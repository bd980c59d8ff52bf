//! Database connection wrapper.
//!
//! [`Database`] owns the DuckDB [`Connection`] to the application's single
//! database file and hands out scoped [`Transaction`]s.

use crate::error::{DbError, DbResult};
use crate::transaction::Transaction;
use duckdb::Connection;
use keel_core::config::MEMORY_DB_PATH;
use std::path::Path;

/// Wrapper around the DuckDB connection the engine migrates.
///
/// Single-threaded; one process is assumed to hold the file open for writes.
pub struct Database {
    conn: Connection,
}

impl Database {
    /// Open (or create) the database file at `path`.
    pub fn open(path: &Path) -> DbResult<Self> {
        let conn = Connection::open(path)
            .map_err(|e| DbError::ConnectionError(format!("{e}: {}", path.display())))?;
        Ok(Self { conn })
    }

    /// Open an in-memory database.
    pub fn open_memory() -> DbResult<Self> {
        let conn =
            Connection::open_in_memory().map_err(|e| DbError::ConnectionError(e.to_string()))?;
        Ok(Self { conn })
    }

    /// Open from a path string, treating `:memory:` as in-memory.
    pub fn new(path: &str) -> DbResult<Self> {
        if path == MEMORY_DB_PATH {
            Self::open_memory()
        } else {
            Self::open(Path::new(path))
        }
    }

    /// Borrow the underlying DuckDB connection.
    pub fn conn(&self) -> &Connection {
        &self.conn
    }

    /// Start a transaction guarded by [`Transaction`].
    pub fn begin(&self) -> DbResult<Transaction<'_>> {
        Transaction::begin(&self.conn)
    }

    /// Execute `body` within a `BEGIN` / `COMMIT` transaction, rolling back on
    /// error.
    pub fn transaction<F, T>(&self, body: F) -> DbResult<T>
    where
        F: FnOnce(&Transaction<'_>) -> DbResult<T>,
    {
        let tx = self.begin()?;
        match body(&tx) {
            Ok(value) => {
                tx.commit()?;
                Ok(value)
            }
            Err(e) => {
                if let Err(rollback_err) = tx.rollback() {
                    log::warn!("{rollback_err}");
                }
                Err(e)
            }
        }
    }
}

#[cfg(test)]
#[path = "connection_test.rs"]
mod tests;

# [Exercise requirements]
Repeat nothing before the line containing "Transaction::begin(&self.conn)"; repeat that line and every later line of the listing exactly.

# [Response area]
        Transaction::begin(&self.conn)
    }

    /// Execute `body` within a `BEGIN` / `COMMIT` transaction, rolling back on
    /// error.
    pub fn transaction<F, T>(&self, body: F) -> DbResult<T>
    where
        F: FnOnce(&Transaction<'_>) -> DbResult<T>,
    {
        let tx = self.begin()?;
        match body(&tx) {
            Ok(value) => {
                tx.commit()?;
                Ok(value)
            }
            Err(e) => {
                if let Err(rollback_err) = tx.rollback() {
                    log::warn!("{rollback_err}");
                }
                Err(e)
            }
        }
    }
}

#[cfg(test)]
#[path = "connection_test.rs"]
mod tests;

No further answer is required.